**Exercise**
Every line from the one containing "is granted under." to the one containing "other => Err(ModelDataError::ExpectedString" in the records below, both included, must be set down exactly, and no other line.

**Exercise inputs**

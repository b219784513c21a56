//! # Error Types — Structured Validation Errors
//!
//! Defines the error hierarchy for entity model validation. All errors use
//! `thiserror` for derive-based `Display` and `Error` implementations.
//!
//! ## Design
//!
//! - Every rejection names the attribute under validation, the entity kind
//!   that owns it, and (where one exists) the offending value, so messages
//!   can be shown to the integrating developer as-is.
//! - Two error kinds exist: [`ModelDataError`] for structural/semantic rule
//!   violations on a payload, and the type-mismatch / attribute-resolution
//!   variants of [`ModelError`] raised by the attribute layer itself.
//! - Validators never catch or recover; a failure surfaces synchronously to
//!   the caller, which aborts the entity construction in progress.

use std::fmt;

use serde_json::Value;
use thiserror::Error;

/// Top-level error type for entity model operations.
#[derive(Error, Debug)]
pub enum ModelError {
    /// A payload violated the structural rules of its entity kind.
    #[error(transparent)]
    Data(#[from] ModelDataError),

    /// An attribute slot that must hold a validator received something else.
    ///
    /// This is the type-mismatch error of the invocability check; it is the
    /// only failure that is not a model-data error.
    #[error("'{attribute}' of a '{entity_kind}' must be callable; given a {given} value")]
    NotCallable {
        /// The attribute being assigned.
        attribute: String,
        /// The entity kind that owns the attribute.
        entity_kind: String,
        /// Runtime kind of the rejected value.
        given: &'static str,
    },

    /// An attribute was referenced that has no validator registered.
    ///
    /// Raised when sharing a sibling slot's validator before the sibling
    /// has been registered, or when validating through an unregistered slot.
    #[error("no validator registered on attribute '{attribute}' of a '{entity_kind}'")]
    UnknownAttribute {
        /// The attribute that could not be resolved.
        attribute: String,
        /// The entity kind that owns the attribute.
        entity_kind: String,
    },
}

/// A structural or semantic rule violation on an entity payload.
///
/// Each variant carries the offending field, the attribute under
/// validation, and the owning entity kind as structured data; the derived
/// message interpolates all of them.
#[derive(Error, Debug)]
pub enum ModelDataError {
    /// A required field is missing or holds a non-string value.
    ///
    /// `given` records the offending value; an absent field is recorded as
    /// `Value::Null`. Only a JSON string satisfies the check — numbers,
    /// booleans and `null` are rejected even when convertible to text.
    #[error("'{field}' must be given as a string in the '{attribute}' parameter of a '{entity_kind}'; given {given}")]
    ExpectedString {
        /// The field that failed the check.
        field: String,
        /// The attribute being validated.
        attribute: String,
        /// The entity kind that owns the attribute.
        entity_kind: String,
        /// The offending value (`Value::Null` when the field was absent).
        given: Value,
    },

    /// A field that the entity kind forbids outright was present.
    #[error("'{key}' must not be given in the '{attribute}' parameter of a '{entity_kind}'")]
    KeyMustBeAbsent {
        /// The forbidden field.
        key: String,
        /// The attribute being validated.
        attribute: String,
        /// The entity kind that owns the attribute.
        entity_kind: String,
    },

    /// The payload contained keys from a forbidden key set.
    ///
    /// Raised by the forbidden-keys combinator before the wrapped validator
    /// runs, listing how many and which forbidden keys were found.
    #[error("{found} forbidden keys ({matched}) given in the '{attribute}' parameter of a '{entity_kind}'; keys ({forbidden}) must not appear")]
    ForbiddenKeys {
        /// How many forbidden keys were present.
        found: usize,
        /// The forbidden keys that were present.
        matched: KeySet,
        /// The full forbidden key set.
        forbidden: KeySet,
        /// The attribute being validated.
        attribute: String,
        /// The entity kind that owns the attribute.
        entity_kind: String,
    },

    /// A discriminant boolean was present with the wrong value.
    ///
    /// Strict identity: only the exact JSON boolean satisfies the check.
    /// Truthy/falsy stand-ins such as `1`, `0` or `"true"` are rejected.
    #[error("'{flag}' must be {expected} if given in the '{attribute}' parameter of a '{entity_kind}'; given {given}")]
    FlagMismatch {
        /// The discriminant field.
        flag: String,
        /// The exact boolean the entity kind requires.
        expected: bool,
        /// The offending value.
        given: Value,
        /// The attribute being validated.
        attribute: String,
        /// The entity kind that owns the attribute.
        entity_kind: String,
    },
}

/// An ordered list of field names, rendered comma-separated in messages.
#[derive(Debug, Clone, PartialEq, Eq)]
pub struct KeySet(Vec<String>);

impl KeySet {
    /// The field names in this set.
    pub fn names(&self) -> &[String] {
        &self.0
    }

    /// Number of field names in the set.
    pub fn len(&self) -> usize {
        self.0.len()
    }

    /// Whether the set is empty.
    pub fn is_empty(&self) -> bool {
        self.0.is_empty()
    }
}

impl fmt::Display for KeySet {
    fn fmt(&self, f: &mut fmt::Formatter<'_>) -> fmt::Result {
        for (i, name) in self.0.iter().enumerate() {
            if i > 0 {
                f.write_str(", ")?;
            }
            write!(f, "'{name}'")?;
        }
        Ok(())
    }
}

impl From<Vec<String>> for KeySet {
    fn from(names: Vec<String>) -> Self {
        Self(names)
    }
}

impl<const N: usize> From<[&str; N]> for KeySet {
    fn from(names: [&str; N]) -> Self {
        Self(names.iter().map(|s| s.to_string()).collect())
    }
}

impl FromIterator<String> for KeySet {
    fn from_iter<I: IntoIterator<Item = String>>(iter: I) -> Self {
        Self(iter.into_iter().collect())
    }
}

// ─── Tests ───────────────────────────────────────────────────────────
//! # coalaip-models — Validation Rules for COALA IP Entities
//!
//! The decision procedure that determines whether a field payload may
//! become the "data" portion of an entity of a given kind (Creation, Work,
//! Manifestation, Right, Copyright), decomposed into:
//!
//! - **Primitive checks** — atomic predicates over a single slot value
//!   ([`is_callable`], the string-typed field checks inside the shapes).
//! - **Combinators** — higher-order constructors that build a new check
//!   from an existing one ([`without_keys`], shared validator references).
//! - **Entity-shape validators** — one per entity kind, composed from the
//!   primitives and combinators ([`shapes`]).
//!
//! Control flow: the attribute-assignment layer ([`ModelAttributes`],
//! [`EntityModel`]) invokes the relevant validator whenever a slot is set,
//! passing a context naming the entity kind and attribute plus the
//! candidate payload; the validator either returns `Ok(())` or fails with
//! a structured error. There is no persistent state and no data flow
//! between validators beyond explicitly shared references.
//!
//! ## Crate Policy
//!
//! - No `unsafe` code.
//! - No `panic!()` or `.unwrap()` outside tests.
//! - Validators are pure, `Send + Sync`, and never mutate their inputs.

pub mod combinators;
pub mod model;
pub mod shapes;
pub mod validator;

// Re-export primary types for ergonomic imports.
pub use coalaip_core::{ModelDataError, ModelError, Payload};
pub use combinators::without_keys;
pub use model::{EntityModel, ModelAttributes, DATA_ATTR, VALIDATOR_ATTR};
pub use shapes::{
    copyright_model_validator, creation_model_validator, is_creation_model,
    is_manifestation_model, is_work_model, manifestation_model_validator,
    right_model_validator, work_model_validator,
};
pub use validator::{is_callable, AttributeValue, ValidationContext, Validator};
* * *
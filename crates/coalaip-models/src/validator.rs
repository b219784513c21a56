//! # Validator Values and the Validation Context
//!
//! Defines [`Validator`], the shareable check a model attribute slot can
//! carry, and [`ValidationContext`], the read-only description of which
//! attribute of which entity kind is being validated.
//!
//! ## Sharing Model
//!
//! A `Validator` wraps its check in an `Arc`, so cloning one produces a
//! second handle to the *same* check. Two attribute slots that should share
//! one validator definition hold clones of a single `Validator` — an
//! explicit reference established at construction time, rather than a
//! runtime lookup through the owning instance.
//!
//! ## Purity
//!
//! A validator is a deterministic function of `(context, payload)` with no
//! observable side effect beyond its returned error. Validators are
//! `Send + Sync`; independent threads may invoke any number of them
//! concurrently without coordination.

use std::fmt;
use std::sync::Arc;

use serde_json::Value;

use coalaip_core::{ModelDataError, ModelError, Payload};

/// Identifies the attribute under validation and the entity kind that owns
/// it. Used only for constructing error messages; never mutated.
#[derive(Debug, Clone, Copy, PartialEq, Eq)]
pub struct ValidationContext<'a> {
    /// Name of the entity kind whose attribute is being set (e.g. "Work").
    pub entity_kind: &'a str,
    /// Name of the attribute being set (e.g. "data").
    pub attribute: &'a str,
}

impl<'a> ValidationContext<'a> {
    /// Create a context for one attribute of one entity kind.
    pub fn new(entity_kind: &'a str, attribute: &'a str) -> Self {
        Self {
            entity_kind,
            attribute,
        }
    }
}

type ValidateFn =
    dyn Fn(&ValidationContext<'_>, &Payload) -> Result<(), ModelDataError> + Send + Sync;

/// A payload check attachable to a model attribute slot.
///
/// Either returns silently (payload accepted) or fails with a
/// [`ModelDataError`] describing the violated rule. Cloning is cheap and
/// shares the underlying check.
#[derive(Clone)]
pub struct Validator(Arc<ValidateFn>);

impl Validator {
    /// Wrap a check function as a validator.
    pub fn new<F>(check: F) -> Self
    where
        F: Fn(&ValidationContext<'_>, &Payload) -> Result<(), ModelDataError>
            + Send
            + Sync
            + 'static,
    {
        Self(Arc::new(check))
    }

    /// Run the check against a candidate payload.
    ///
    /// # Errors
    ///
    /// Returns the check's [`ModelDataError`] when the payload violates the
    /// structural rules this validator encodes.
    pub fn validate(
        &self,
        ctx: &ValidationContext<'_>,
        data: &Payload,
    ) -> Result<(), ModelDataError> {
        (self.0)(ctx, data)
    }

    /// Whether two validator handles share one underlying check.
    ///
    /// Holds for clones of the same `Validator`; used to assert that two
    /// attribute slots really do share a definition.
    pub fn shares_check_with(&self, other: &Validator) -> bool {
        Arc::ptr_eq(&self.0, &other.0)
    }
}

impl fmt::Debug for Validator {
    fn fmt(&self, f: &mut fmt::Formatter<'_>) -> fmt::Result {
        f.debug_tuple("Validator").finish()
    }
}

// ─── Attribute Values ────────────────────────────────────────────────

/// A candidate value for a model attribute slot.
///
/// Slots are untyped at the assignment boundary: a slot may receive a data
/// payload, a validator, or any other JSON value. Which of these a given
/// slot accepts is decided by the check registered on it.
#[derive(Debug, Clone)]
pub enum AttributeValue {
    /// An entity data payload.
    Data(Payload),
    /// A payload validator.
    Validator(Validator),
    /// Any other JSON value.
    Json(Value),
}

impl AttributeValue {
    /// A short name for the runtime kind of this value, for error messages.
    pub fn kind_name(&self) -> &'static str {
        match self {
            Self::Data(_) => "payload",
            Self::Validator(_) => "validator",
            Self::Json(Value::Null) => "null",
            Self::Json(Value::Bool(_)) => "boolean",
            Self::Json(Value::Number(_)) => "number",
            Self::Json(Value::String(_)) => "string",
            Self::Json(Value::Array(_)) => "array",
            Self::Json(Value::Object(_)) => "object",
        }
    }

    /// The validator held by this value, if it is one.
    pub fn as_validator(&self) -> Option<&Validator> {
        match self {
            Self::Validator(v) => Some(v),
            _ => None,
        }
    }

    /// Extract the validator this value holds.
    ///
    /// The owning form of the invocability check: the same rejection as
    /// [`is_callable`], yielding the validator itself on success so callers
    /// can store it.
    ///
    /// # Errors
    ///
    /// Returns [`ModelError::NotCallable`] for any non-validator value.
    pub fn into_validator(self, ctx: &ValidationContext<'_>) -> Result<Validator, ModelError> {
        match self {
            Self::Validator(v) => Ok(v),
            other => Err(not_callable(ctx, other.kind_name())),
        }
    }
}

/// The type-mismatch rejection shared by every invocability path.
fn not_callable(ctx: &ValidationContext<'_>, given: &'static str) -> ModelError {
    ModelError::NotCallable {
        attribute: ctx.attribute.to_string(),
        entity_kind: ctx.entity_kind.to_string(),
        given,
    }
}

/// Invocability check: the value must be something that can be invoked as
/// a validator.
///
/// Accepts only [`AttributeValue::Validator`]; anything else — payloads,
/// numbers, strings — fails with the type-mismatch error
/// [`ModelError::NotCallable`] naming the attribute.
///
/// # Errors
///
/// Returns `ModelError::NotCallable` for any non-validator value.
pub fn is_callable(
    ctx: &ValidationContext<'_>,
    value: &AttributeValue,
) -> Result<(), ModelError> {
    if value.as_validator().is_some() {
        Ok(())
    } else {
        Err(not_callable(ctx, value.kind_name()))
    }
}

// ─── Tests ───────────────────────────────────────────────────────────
...
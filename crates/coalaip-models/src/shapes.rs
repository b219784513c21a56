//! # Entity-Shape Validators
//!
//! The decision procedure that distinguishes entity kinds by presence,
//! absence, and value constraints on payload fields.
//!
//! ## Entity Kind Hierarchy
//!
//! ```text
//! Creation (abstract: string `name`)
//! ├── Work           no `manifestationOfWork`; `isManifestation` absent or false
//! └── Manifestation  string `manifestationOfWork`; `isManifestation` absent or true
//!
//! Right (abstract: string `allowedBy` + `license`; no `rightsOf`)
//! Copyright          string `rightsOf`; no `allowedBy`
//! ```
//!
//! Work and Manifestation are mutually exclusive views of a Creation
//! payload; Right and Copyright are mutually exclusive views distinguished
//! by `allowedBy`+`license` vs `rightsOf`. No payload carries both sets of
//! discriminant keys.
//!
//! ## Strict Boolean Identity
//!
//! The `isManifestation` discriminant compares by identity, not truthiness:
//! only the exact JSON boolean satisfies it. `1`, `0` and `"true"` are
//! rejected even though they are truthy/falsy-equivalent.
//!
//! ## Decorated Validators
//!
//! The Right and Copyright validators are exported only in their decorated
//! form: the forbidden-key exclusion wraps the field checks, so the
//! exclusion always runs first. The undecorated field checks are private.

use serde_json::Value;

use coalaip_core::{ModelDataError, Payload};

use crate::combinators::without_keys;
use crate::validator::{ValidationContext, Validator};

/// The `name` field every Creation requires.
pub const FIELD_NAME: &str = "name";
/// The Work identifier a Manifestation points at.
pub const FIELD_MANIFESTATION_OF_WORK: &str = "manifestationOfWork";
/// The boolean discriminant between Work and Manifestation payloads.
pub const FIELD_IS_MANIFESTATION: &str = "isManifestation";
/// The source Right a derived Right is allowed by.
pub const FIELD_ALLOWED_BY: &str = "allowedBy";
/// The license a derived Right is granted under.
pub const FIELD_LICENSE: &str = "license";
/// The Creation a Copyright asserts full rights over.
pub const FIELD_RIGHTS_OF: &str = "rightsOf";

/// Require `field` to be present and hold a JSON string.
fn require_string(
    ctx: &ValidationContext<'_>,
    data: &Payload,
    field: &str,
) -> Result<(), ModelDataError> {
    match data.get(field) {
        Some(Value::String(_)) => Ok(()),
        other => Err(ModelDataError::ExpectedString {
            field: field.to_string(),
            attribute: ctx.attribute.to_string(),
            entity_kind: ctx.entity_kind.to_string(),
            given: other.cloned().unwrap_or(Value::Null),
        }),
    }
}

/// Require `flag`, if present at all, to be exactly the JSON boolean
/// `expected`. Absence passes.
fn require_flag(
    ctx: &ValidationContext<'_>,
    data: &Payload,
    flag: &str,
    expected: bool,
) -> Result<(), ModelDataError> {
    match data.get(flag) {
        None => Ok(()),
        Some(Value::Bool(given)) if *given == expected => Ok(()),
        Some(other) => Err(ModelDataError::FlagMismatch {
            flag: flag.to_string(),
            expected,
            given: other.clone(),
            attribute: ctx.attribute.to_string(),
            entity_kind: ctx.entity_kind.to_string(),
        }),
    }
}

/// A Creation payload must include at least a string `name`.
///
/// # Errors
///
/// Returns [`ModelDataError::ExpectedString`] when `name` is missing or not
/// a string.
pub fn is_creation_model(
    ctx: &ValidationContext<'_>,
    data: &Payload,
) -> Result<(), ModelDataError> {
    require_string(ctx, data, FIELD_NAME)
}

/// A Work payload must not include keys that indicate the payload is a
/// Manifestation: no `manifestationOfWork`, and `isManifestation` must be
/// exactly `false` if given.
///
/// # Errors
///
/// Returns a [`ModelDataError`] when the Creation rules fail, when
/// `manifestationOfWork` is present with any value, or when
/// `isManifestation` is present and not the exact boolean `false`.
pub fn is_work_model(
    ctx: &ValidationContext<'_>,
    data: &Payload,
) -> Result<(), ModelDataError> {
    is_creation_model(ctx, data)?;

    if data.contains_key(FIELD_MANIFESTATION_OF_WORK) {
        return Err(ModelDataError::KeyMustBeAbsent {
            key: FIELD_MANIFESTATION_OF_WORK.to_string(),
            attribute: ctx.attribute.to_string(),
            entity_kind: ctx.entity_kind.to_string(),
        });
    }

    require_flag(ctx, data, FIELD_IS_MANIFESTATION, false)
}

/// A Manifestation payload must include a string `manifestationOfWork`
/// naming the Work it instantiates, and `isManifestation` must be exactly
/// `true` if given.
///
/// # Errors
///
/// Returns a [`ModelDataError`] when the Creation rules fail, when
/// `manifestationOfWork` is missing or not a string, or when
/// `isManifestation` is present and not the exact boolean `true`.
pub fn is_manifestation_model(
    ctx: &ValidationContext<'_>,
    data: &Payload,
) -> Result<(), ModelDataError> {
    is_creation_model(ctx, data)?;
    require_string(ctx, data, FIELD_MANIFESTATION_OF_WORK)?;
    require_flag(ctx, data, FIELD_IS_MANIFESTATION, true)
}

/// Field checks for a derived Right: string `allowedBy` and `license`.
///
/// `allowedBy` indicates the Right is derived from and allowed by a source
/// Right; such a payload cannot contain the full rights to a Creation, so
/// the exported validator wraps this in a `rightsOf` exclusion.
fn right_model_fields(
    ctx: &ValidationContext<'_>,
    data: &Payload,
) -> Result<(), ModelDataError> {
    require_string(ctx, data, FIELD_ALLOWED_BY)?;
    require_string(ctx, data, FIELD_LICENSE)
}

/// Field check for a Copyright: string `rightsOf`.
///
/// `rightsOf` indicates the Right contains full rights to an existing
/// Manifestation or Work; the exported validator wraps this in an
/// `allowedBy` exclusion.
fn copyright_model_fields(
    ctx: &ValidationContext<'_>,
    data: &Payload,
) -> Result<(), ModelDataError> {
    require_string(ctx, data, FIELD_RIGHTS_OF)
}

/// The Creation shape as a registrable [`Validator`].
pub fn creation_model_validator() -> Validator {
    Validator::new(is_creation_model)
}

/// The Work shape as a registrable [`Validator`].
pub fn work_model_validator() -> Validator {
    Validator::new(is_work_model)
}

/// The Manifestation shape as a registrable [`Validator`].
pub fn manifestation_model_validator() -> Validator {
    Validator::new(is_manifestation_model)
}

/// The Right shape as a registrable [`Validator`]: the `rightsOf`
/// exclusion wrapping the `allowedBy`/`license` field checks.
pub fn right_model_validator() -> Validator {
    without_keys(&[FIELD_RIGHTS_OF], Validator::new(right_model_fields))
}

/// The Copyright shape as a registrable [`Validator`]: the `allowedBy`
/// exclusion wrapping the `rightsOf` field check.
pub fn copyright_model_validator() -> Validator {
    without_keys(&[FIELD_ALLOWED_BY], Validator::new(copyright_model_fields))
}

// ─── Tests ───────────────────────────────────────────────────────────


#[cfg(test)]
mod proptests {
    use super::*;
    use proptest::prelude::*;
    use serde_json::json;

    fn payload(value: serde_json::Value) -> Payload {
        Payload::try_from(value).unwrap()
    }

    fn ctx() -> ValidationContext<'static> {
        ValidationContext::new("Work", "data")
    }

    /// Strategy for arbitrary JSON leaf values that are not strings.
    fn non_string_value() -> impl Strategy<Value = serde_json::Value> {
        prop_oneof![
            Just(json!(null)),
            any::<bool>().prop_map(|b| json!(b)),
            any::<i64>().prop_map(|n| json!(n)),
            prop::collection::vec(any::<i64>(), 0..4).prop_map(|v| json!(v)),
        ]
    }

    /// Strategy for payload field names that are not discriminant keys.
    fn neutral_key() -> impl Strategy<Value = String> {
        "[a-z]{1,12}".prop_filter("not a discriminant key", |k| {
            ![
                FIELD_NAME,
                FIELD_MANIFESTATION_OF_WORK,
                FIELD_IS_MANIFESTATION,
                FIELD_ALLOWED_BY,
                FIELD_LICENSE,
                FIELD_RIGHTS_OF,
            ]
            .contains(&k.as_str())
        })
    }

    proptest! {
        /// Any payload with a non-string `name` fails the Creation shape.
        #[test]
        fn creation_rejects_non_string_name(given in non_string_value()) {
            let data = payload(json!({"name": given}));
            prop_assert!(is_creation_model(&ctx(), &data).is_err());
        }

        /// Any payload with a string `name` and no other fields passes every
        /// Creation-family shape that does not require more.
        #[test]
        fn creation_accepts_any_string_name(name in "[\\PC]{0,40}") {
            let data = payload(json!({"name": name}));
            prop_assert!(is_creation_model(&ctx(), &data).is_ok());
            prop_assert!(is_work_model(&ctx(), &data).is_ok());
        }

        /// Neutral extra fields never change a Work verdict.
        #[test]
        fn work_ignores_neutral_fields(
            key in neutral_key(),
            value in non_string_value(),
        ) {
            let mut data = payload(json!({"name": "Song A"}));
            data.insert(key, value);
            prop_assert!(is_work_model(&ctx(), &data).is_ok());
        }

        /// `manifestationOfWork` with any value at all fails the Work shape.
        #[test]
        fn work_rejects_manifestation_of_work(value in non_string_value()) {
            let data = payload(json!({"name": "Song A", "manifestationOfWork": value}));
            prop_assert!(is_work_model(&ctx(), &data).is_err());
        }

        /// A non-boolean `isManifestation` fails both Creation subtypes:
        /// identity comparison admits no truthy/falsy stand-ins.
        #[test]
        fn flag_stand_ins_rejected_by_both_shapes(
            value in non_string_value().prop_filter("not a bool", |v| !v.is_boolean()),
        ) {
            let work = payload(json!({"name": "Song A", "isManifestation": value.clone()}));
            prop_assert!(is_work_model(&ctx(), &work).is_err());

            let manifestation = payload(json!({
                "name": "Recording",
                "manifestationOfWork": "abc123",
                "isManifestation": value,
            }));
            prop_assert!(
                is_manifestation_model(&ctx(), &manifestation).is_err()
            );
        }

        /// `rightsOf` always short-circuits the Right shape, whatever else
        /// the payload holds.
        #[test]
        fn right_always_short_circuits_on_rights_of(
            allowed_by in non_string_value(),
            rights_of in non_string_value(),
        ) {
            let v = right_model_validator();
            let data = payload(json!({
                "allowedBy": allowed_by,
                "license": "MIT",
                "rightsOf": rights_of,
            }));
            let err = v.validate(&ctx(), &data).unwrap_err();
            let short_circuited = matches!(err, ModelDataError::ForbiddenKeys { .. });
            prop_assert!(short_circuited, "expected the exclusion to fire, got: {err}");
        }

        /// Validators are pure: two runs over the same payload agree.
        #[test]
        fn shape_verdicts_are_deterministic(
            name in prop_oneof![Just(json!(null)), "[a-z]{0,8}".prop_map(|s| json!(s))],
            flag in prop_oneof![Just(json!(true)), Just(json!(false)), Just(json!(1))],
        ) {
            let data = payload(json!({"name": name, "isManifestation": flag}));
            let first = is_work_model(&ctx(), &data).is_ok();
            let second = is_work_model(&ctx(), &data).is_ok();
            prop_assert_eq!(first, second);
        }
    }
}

**Response below**
/// The license a derived Right is granted under.
pub const FIELD_LICENSE: &str = "license";
/// The Creation a Copyright asserts full rights over.
pub const FIELD_RIGHTS_OF: &str = "rightsOf";

/// Require `field` to be present and hold a JSON string.
fn require_string(
    ctx: &ValidationContext<'_>,
    data: &Payload,
    field: &str,
) -> Result<(), ModelDataError> {
    match data.get(field) {
        Some(Value::String(_)) => Ok(()),
        other => Err(ModelDataError::ExpectedString {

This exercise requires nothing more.